Stiegen die Nächtigungen in Österreich - die Landeshauptstädte mit eingerechnet - von 1992 bis 2012 um 0,5 Prozent, so hätte sich ohne Städte sogar ein Minus von 5,5 Prozent ergeben, und das Rekordergebnis aus 1992 wäre nicht erreicht worden. Die Zuwächse in den Landeshauptstädten lagen im Vergleichszeitraum bei durchschnittlichen 62,5 Prozent (in Wien bei 78,2 Prozent, in Graz bei 64,8 Prozent). "Noch nie haben die Städte so viel zum Tourismusergebnis beigetragen - Wien und die Landeshauptstädte erweisen sich als Österreichs Tourismusturbo, wobei die Bundeshauptstadt vom Volumen her das stärkste Zugpferd ist", so Kettner.

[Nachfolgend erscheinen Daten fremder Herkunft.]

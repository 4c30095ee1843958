//! Loader for WooCommerce order exports.

use std::path::Path;

use chrono::NaiveDateTime;
use rust_decimal::Decimal;
use serde::Deserialize;

use crate::core::{Address, Contact, Customer, InvoiceError, Order, Party, Product};

const EXPORT_DATE_FORMAT: &str = "%Y-%m-%d %H:%M";
const DEFAULT_SHIPPING_NAME: &str = "Versand";
const SHIPPING_QUANTITY: u32 = 1;

#[derive(Debug, Deserialize)]
struct RawOrder {
    order_number: String,
    order_date: String,
    billing_first_name: String,
    billing_last_name: String,
    billing_address: String,
    billing_postcode: String,
    billing_city: String,
    billing_country: String,
    billing_email: String,
    billing_phone: String,
    products: Vec<RawProduct>,
    order_shipping: f64,
}

#[derive(Debug, Deserialize)]
struct RawProduct {
    name: String,
    item_price: f64,
    qty: String,
}

/// Turns a WooCommerce export into [`Order`] records.
///
/// Appends the shipping line as a trailing quantity-1 product and
/// derives the stable numeric customer identifier from the customer's
/// name. The shipping label defaults to `"Versand"`.
#[derive(Debug, Clone)]
pub struct OrdersLoader {
    shipping_label: String,
}

impl Default for OrdersLoader {
    fn default() -> Self {
        Self::new()
    }
}

impl OrdersLoader {
    pub fn new() -> Self {
        Self {
            shipping_label: DEFAULT_SHIPPING_NAME.into(),
        }
    }

    pub fn shipping_label(mut self, label: impl Into<String>) -> Self {
        self.shipping_label = label.into();
        self
    }

    pub fn load(&self, path: impl AsRef<Path>) -> Result<Vec<Order>, InvoiceError> {
        let path = path.as_ref();
        let raw: Vec<RawOrder> =
            serde_json::from_str(&super::read(path)?).map_err(|e| super::data_error(path, e))?;
        raw.into_iter().map(|order| self.convert(order)).collect()
    }

    /// Parse orders from an in-memory export.
    pub fn from_json(&self, json: &str) -> Result<Vec<Order>, InvoiceError> {
        let raw: Vec<RawOrder> =
            serde_json::from_str(json).map_err(|e| InvoiceError::Data(e.to_string()))?;
        raw.into_iter().map(|order| self.convert(order)).collect()
    }

    fn convert(&self, raw: RawOrder) -> Result<Order, InvoiceError> {
        let context = |what: &str| format!("order {}: {what}", raw.order_number);

        let date = NaiveDateTime::parse_from_str(&raw.order_date, EXPORT_DATE_FORMAT)
            .map(|dt| dt.date())
            .map_err(|e| InvoiceError::Data(context(&format!("bad order_date: {e}"))))?;

        // Street numbers come glued to the street name; the number is
        // the last whitespace-separated token.
        let (street, street_number) = match raw.billing_address.rsplit_once(' ') {
            Some((street, number)) => (street.to_string(), number.to_string()),
            None => (raw.billing_address.clone(), String::new()),
        };

        let mut products = Vec::with_capacity(raw.products.len() + 1);
        for product in &raw.products {
            let quantity: u32 = product.qty.trim().parse().map_err(|e| {
                InvoiceError::Data(context(&format!("bad qty '{}': {e}", product.qty)))
            })?;
            products.push(Product {
                name: product.name.clone(),
                unit_price: price(product.item_price, &context("bad item_price"))?,
                quantity,
            });
        }
        products.push(Product {
            name: self.shipping_label.clone(),
            unit_price: price(raw.order_shipping, &context("bad order_shipping"))?,
            quantity: SHIPPING_QUANTITY,
        });

        let id = customer_id(&raw.billing_first_name, &raw.billing_last_name);
        let customer = Customer {
            party: Party {
                first_name: raw.billing_first_name,
                last_name: raw.billing_last_name,
                address: Address {
                    street,
                    street_number,
                    zip_code: raw.billing_postcode,
                    location: raw.billing_city,
                    country: raw.billing_country,
                },
                contact: Contact {
                    email: raw.billing_email,
                    phone: raw.billing_phone,
                },
            },
            id,
        };

        Ok(Order {
            number: raw.order_number,
            customer,
            products,
            date,
        })
    }
}

/// Load orders with the default shipping label.
pub fn load_orders(path: impl AsRef<Path>) -> Result<Vec<Order>, InvoiceError> {
    OrdersLoader::new().load(path)
}

fn price(value: f64, context: &str) -> Result<Decimal, InvoiceError> {
    Decimal::try_from(value).map_err(|e| InvoiceError::Data(format!("{context}: {e}")))
}

/// Stable, non-negative identifier derived from the customer's name.
/// Collisions between distinct names are possible; deduplicating them
/// is the data source's concern.
fn customer_id(first_name: &str, last_name: &str) -> u32 {
    let mut hash: i32 = 0;
    for c in first_name.chars().chain(last_name.chars()) {
        hash = hash.wrapping_mul(31).wrapping_add(c as i32);
    }
    (hash & 0x0fff_ffff) as u32
}

#[cfg(test)]
mod tests {
    use super::*;

    #[test]
    fn customer_id_is_stable_and_non_negative() {
        let a = customer_id("Erika", "Beispiel");
        let b = customer_id("Erika", "Beispiel");
        assert_eq!(a, b);
        assert!(a <= 0x0fff_ffff);
        assert_ne!(customer_id("Erika", "Beispiel"), customer_id("Max", "Beispiel"));
    }
}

Risikostreuung durch Internationalisierung

Der Städtetourismus gelte auch als Seismograph für den Gesamttourismus: Veränderungen in der Kaufkraft der Herkunftsmärkte seien im Segment des Städtetourismus am schnellsten und stärksten spürbar.

Doch wie sieht er aus, der typische Städtegast? Kettner fasst zusammen: "Rund vierzig Jahre alt, sehr gut gebildet und mit überdurchschnittlich hohem Haushaltseinkommen, das sich auch bei den Ausgaben niederschlägt, die in der Stadt weit höher sind als auf dem Land. Zudem sind die Städtetouristen internationaler als der 'herkömmliche' Österreich-Urlauber. Stammt dieser noch zu 68 Prozent aus den Ländern Österreich, Deutschland und der Schweiz, sind beispielsweise mehr als 81 Prozent der Wien-BesucherInnen Gäste aus dem Ausland bzw. knapp 60 Prozent der Gäste von außerhalb der D-A-CH-Region."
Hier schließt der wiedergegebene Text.